Solution: Suppose d= zero vector, then a=-kb, then lines A and b*** contradict the known ones.

Therefore, the vector d is nonzero. From the necessary condition of vector line, it is concluded that there is a real number m, so that C = MD

That is ka+b=m(a+kb)=ma+mkb,

That is, (k-m) vector a+( 1-mk) vector b=0 vector.
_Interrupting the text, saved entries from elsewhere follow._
//! Friction Combat - interactive demo
//!
//! Fights a simulated guard from the terminal. Every line typed is an action
//! description; the guard answers through reaction windows and NPC
//! counter-reactions, printed as they happen.

use std::io::{self, BufRead, Write};
use std::path::PathBuf;
use std::sync::Arc;

use clap::Parser;
use tokio::runtime::Runtime;
use tracing_subscriber::EnvFilter;

use friction_combat::combat::constants::npc_base_damage;
use friction_combat::core::dice;
use friction_combat::core::types::{ActorId, ActorKind, Rank, RoomId};
use friction_combat::narration::TemplateNarrator;
use friction_combat::ports::{ActorProfile, Collaborators, ForwardingChannel, InMemoryCharacterStore};
use friction_combat::reaction::ReactionRequest;
use friction_combat::{CombatEngine, CounterOutcome, EngineConfig, Result};

/// Friction Combat - fight a guard with free-text actions
#[derive(Parser, Debug)]
#[command(name = "friction-combat")]
#[command(about = "Text-driven combat against a simulated guard")]
struct Args {
    /// TOML file overriding engine constants
    #[arg(long)]
    config: Option<PathBuf>,

    /// Random seed for deterministic runs
    #[arg(long)]
    seed: Option<u64>,

    #[arg(long, default_value = "C")]
    player_rank: Rank,

    #[arg(long, default_value = "S")]
    npc_rank: Rank,

    /// Room the notifications are addressed to
    #[arg(long, default_value = "arene")]
    room: String,
}

fn main() -> Result<()> {
    tracing_subscriber::fmt()
        .with_env_filter(
            EnvFilter::try_from_default_env().unwrap_or_else(|_| EnvFilter::new("friction_combat=info")),
        )
        .init();

    let args = Args::parse();
    let config = match &args.config {
        Some(path) => EngineConfig::load(path)?,
        None => EngineConfig::default(),
    };

    let rt = Runtime::new()?;
    let _guard = rt.enter();

    let player = ActorId::from("joueur");
    let npc = ActorId::from("garde");
    let room = RoomId::new(args.room.clone());

    let store = Arc::new(InMemoryCharacterStore::with_actors([
        ActorProfile::new("joueur", "Vous", ActorKind::Player, args.player_rank),
        ActorProfile::new("garde", "Le garde", ActorKind::NonPlayer, args.npc_rank),
    ]));
    let (tx, mut rx) = tokio::sync::mpsc::unbounded_channel();
    let collaborators = Collaborators::new(
        store.clone(),
        Arc::new(ForwardingChannel::new(tx)),
        Arc::new(TemplateNarrator::new()),
    );
    rt.spawn(async move {
        while let Some(notification) = rx.recv().await {
            println!("[{}] {}", notification.room, notification.text);
        }
    });

    let dice = match args.seed {
        Some(seed) => dice::shared(dice::seeded(seed)),
        None => dice::shared(dice::from_entropy()),
    };
    let engine = CombatEngine::new(config, collaborators, dice)?;

    println!("\n=== FRICTION COMBAT ===");
    println!("Vous ({}) affrontez un garde ({}).", args.player_rank, args.npc_rank);
    println!();
    println!("Commands:");
    println!("  <texte>          - Décrire une action contre le garde");
    println!("  defendre / d     - Réagir à l'attaque en cours");
    println!("  contre <texte>   - Contre-attaquer pendant la fenêtre de réaction");
    println!("  status / s       - Afficher l'état (JSON)");
    println!("  quit / q         - Quitter");
    println!();

    let stdin = io::stdin();
    loop {
        print!("> ");
        io::stdout().flush()?;

        let mut input = String::new();
        if stdin.lock().read_line(&mut input)? == 0 {
            break;
        }
        let input = input.trim();

        match input {
            "" => continue,
            "quit" | "q" => break,
            "status" | "s" => {
                let status = engine.status(&player)?;
                match serde_json::to_string_pretty(&status) {
                    Ok(json) => println!("{}", json),
                    Err(e) => tracing::warn!("Could not serialize status: {}", e),
                }
                if let Some(sheet) = store.sheet(&player) {
                    println!("PV: {:.0}  Énergie: {:.0}  Réputation: {}", sheet.health, sheet.energy, sheet.reputation);
                }
            }
            "defendre" | "d" => match engine.reactions().pending_for(&player) {
                Some(action_id) => println!("{:?}", engine.respond(&action_id)?),
                None => println!("Aucune attaque en cours."),
            },
            _ if input.starts_with("contre ") => match engine.reactions().pending_for(&player) {
                Some(action_id) => match engine.counter(&action_id, &input["contre ".len()..])? {
                    CounterOutcome::Resolved { .. } => {}
                    CounterOutcome::TooLate { status } => println!("Trop tard ({:?}).", status),
                },
                None => println!("Aucune attaque à contrer."),
            },
            action => {
                let attempt = engine.attempt(&player, action, Some(&npc))?;
                println!("{}", attempt.narration);

                let request = if attempt.outcome.is_success() {
                    ReactionRequest::new(npc.clone(), room.clone(), action)
                        .from_attacker(player.clone())
                        .with_damage(npc_base_damage(args.player_rank))
                } else if attempt.outcome.is_busy() {
                    continue;
                } else {
                    ReactionRequest::new(player.clone(), room.clone(), "une attaque du garde")
                        .from_attacker(npc.clone())
                        .with_damage(npc_base_damage(args.npc_rank))
                };
                if let Err(e) = engine.start_reaction(request) {
                    tracing::warn!("Could not open reaction window: {}", e);
                }
            }
        }
    }

    tracing::info!("Friction Combat shutting down");
    Ok(())
}
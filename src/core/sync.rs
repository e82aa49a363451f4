//! Lock helpers shared by the keyed stores

use std::sync::{Mutex, MutexGuard, PoisonError};

/// Lock a table, recovering the data if a callback panicked while holding it
///
/// Every table mutation is a single read-modify-write, so a poisoned guard
/// still holds consistent data.
pub fn lock<T>(mutex: &Mutex<T>) -> MutexGuard<'_, T> {
    mutex.lock().unwrap_or_else(PoisonError::into_inner)
}
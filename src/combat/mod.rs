pub mod constants;
pub mod counter;
pub mod immobilization;
pub mod precision;
pub mod resolution;
pub mod severity;
pub mod streak;

pub use counter::{evaluate_counter, CounterReport, TimingQuality};
pub use immobilization::{ImmobilizationListener, ImmobilizationRecord, Immobilizations};
pub use precision::{evaluate, precision_level, PrecisionLevel, PrecisionReport};
pub use resolution::{FailureOdds, Outcome, OutcomeResolver};
pub use severity::{BonusEffects, FailureSeverity};
pub use streak::FailureStreaks;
According to the basic theorem of plane vector, the above formula holds if and only if k-m= 1-mk=0.

Solution: k 2 = 1

That is k=+ 1 or-1.

2. This topic examines the definition of vector quantity product and the solution of vector modulus.

The product of c and b is c*d=(2a-b)*(3b-a).

=6a*b-2a^2-3b^2+a*b

= 7 *1*1* cos120 degrees -2 * 1 2-3 * 1 2

=(-7/2)-5

=- 17/2

Because C2 = (2a-b) 2 = 4a2-4a * b+B2 = 5-4 * (1/2) = 7.

So the modulus of c = root number 7.

Similarly, the modulus of b = root sign 13.

So the modulus of cos < c, d > = the modulus of c * d/c * d.

=(- 17/2)/ radical number 9 1

=- 17 root number 91182

3,

This topic examines the coordinate operation of vectors.

Proof (1): let A = (A 1, A2) and B = (B 1, B2), then Ma+NB = (Ma 1+NB 1, MA2+NB2).

Known slave, left = (ma2+nb2,2 [ma2+nb2]-[ma1+nb1])

Right = m (a2 a2,2a2-a1)+n (B2,2b2-b1)

=(ma2+na2,2[ma2+nb2]-[ma 1+nb 1])

So left = right.

That is, the original formula holds.

Proof (2): f (a) = (1, 2- 1) = (1, 1)

f(b)=(0,0- 1)=(0,- 1)

Let the coordinate of vector c be c(x, y), then

f(c)=(y,2y-x)=(p,q)

That is, y = p.

2y-x=q

Solution: x=2p-q

y=p

So the coordinate of vector c is (2p-q, p).